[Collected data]
○ ○ ○ ○
use crate::bootstrap::{
    Bootstrap, BootstrapSettings, DaemonMode, DecisionCause, HandshakeProbe, ModeDecision,
};
use crate::breaker::{BreakerSettings, TimeoutChecker};
use crate::clock::SystemClock;
use crate::health::{HealthReporter, StructuredHealthReporter};
use crate::identity::ClientIdentity;
use crate::lock::{LockManager, LockRecord};
use crate::proxy::{ProxyClient, ProxyError, UpgradeOutcome, run_stdio};
use crate::server::{
    ClientRegistry, DaemonIdentity, DaemonServer, DaemonSupervisor, EchoHandler, RequestHandler,
};
use crate::shutdown::{ClientNotifier, ShutdownCoordinator, ShutdownReport, ShutdownSettings};
use crate::telemetry;
use crate::transport::{ListenerHandle, SocketListener};

use super::config::{ConfigLoader, SystemConfigLoader};
use super::errors::LaunchError;
use super::signals::{ShutdownSignal, SystemShutdownSignal};
use super::standalone::run_standalone;
use super::{MAX_ELECTION_ATTEMPTS, PROCESS_TARGET};

/// Clients silent for this many heartbeat intervals are dropped.
const IDLE_HEARTBEATS: u32 = 3;
/// Poll period while waiting for an upgraded daemon to exit.
const EXIT_POLL_INTERVAL: Duration = Duration::from_millis(50);
/// Poll period while waiting for a contender to publish its lock record.
const CONTENTION_POLL_INTERVAL: Duration = Duration::from_millis(10);
/// Upper bound of the random delay taken after losing a race.
const CONTENTION_JITTER_MS: u128 = 25;
/// Lost races that published a winner are not charged against the election
/// budget, up to this many.
const MAX_UNCHARGED_RACES: u32 = 32;

/// How the process's role ended.
#[derive(Debug, Clone, PartialEq, Eq)]
pub enum LaunchOutcome {
    /// This process served as the daemon until shutdown.
    Daemon(ShutdownReport),
    /// This process forwarded requests to another daemon.
    Proxy {
        /// Requests answered.
        requests: u64,
    },
    /// This process served requests itself.
    Standalone {
        /// Requests answered.
        requests: u64,
    },
}

/// Process-level collaborators.
pub struct ProcessControl {
    /// Stops the daemon role.
    pub signals: Arc<dyn ShutdownSignal>,
    /// Identity used for probes and proxy connections.
    pub identity: ClientIdentity,
}

/// Service dependencies shared by all roles.
pub struct ServiceDeps<L> {
    /// Resolves the configuration.
    pub loader: L,
    /// Receives lifecycle events.
    pub reporter: Arc<dyn HealthReporter>,
    /// Business logic for daemon and standalone roles.
    pub handler: Arc<dyn RequestHandler>,
}

/// Request stream consumed by the proxy and standalone roles.
pub struct StdioStreams<R, W> {
    /// One JSON request per line.
    pub input: R,
    /// One JSON response per line.
    pub output: W,
}

/// Collaborators required to launch the process.
pub struct LaunchPlan<L, R, W> {
    /// Signals and identity.
    pub process: ProcessControl,
    /// Configuration, reporting and request handling.
    pub services: ServiceDeps<L>,
    /// Request and response streams.
    pub streams: StdioStreams<R, W>,
}

/// Runs the process with production collaborators: layered configuration,
/// termination signals, the echo handler and the standard streams.
///
/// # Errors
///
/// Returns [`LaunchError`] when the process cannot start or its role fails.
pub fn run() -> Result<LaunchOutcome, LaunchError> {
    let plan: LaunchPlan<SystemConfigLoader, StdinLock<'static>, Stdout> = LaunchPlan {
        process: ProcessControl {
            signals: Arc::new(SystemShutdownSignal::new()),
            identity: ClientIdentity::current(),
        },
        services: ServiceDeps {
            loader: SystemConfigLoader,
            reporter: Arc::new(StructuredHealthReporter::new()),
            handler: Arc::new(EchoHandler),
        },
        streams: StdioStreams {
            input: io::stdin().lock(),
            output: io::stdout(),
        },
    };
    run_with(plan)
}

/// Runs the process with injected collaborators.
///
/// # Errors
///
/// Returns [`LaunchError`] when the process cannot start or its role fails.
/// Failures after configuration has loaded are also passed to the health
/// reporter.
pub fn run_with<L, R, W>(plan: LaunchPlan<L, R, W>) -> Result<LaunchOutcome, LaunchError>
where
    L: ConfigLoader,
    R: BufRead,
    W: Write,
{
    let LaunchPlan {
        process,
        services,
        streams,
    } = plan;
    let config = services.loader.load()?;
    let telemetry = telemetry::initialise(&config)?;
    debug!(
        target: PROCESS_TARGET,
        log_format = %telemetry.active().format(),
        log_filter = telemetry.active().filter(),
        "configuration loaded"
    );
    let reporter = Arc::clone(&services.reporter);
    let result = Launcher::prepare(config, process, services).and_then(|launcher| {
        let StdioStreams { mut input, mut output } = streams;
        launcher.elect_and_serve(&mut input, &mut output)
    });
    if let Err(error) = &result {
        reporter.launch_failed(error);
    }
    result
}

struct Launcher {
    config: Config,
    process: ProcessControl,
    reporter: Arc<dyn HealthReporter>,
    handler: Arc<dyn RequestHandler>,
    lock: Arc<LockManager>,
    bootstrap: Bootstrap,
}

enum DaemonStep {
    Stopped(ShutdownReport),
    /// Another contender holds the socket or the claim.
    Contended,
}

enum ProxyStep {
    Finished(u64),
    DaemonLost,
    Reelect,
}
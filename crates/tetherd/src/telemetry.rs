//! Structured telemetry initialisation.
//!
//! Diagnostics always go to stderr: stdout carries the request stream in the
//! proxy and standalone roles.

use std::io::{self, IsTerminal};

use once_cell::sync::OnceCell;
use tracing::{Subscriber, info, subscriber::SetGlobalDefaultError, warn};
use tracing_subscriber::EnvFilter;
use tracing_subscriber::fmt;

use tether_config::{Config, LogFormat};

pub(crate) const TELEMETRY_TARGET: &str = concat!(env!("CARGO_PKG_NAME"), "::telemetry");

static ACTIVE: OnceCell<TelemetrySettings> = OnceCell::new();

/// Logging settings resolved from the daemon configuration.
#[derive(Debug, Clone, PartialEq, Eq)]
pub struct TelemetrySettings {
    filter: String,
    format: LogFormat,
}

impl TelemetrySettings {
    /// Filter directives applied to every event.
    #[must_use]
    pub fn filter(&self) -> &str {
        &self.filter
    }

    #[must_use]
    pub fn format(&self) -> LogFormat {
        self.format
    }

    /// Colour is only used for human-readable output on a terminal.
    fn ansi(&self) -> bool {
        self.format == LogFormat::Compact && io::stderr().is_terminal()
    }
}

impl From<&Config> for TelemetrySettings {
    fn from(config: &Config) -> Self {
        Self {
            filter: config.log_filter().trim().to_owned(),
            format: config.log_format(),
        }
    }
}

/// Settings governing the process-wide subscriber.
#[derive(Debug, Clone, PartialEq, Eq)]
pub struct TelemetryHandle {
    active: TelemetrySettings,
}

impl TelemetryHandle {
    /// Settings of the subscriber that is actually installed, which may
    /// predate the configuration passed to the latest call.
    #[must_use]
    pub fn active(&self) -> &TelemetrySettings {
        &self.active
    }
}

/// Errors encountered while configuring telemetry.
#[derive(Debug, thiserror::Error)]
pub enum TelemetryError {
    /// Failed to parse the configured log filter expression.
    #[error("invalid log filter '{filter}': {message}")]
    Filter {
        /// Offending directives.
        filter: String,
        /// Parser diagnostic.
        message: String,
    },
    /// Failed to install the tracing subscriber.
    #[error("failed to install telemetry subscriber: {0}")]
    Subscriber(SetGlobalDefaultError),
}

/// Installs the global subscriber described by `config` on first use.
///
/// Later calls keep the installed subscriber and report its settings; a
/// configuration asking for different settings is logged and ignored.
///
/// # Errors
///
/// Fails when the filter does not parse or a subscriber was installed
/// outside this function.
pub fn initialise(config: &Config) -> Result<TelemetryHandle, TelemetryError> {
    let requested = TelemetrySettings::from(config);
    let active = ACTIVE.get_or_try_init(|| {
        install_subscriber(&requested)?;
        info!(
            target: TELEMETRY_TARGET,
            filter = %requested.filter,
            format = %requested.format,
            socket = %config.daemon_socket(),
            "telemetry ready"
        );
        Ok::<_, TelemetryError>(requested.clone())
    })?;
    if *active != requested {
        warn!(
            target: TELEMETRY_TARGET,
            requested_filter = %requested.filter,
            requested_format = %requested.format,
            "telemetry already configured; keeping active settings"
        );
    }
    Ok(TelemetryHandle {
        active: active.clone(),
    })
}

fn build_filter(settings: &TelemetrySettings) -> Result<EnvFilter, TelemetryError> {
    EnvFilter::try_new(&settings.filter).map_err(|error| TelemetryError::Filter {
        filter: settings.filter.clone(),
        message: error.to_string(),
    })
}

fn install_subscriber(settings: &TelemetrySettings) -> Result<(), TelemetryError> {
    let builder = fmt::Subscriber::builder()
        .with_env_filter(build_filter(settings)?)
        .with_target(true)
        .with_thread_names(true)
        .with_writer(io::stderr)
        .with_ansi(settings.ansi())
        .with_timer(fmt::time::UtcTime::rfc_3339());

    let subscriber: Box<dyn Subscriber + Send + Sync> = match settings.format {
        LogFormat::Json => Box::new(builder.json().flatten_event(true).finish()),
        LogFormat::Compact => Box::new(builder.compact().finish()),
    };
    tracing::subscriber::set_global_default(subscriber).map_err(TelemetryError::Subscriber)
}

#[cfg(test)]
mod tests {
    use super::*;
    use rstest::rstest;

    fn config(filter: &str, format: LogFormat) -> Config {
        Config {
            log_filter: filter.to_owned(),
            log_format: format,
            ..Config::default()
        }
    }

    #[rstest]
    #[case(" tetherd=debug ", LogFormat::Compact, "tetherd=debug")]
    #[case("warn", LogFormat::Json, "warn")]
    fn settings_follow_the_configuration(
        #[case] filter: &str,
        #[case] format: LogFormat,
        #[case] expected_filter: &str,
    ) {
        let settings = TelemetrySettings::from(&config(filter, format));
        assert_eq!(settings.filter(), expected_filter);
        assert_eq!(settings.format(), format);
    }

    #[test]
    fn json_output_is_never_coloured() {
        assert!(!TelemetrySettings::from(&config("info", LogFormat::Json)).ansi());
    }

    #[test]
    fn rejects_unparseable_filters() {
        let settings = TelemetrySettings::from(&config("tetherd=loudest", LogFormat::Json));
        let error = install_subscriber(&settings).expect_err("filter should not parse");
        assert!(matches!(
            &error,
            TelemetryError::Filter { filter, .. } if filter == "tetherd=loudest"
        ));
        assert!(error.to_string().contains("tetherd=loudest"));
    }

    #[test]
    fn repeated_initialisation_reports_the_installed_settings() {
        let first = initialise(&config("info", LogFormat::Json)).expect("telemetry");
        let second = initialise(&config("trace", LogFormat::Compact)).expect("telemetry");
        assert_eq!(first, second);
    }
}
○ ○ ○ ○
- [AIM OF THE TASK]:
Please reproduce exactly the lines from the first one of the records above through the line containing "const EXIT_POLL_INTERVAL: Duration", both included, and nothing else.

- [RESPONSE TO THIS EXERCISE]:
use crate::bootstrap::{
    Bootstrap, BootstrapSettings, DaemonMode, DecisionCause, HandshakeProbe, ModeDecision,
};
use crate::breaker::{BreakerSettings, TimeoutChecker};
use crate::clock::SystemClock;
use crate::health::{HealthReporter, StructuredHealthReporter};
use crate::identity::ClientIdentity;
use crate::lock::{LockManager, LockRecord};
use crate::proxy::{ProxyClient, ProxyError, UpgradeOutcome, run_stdio};
use crate::server::{
    ClientRegistry, DaemonIdentity, DaemonServer, DaemonSupervisor, EchoHandler, RequestHandler,
};
use crate::shutdown::{ClientNotifier, ShutdownCoordinator, ShutdownReport, ShutdownSettings};
use crate::telemetry;
use crate::transport::{ListenerHandle, SocketListener};

use super::config::{ConfigLoader, SystemConfigLoader};
use super::errors::LaunchError;
use super::signals::{ShutdownSignal, SystemShutdownSignal};
use super::standalone::run_standalone;
use super::{MAX_ELECTION_ATTEMPTS, PROCESS_TARGET};

/// Clients silent for this many heartbeat intervals are dropped.
const IDLE_HEARTBEATS: u32 = 3;
/// Poll period while waiting for an upgraded daemon to exit.
const EXIT_POLL_INTERVAL: Duration = Duration::from_millis(50);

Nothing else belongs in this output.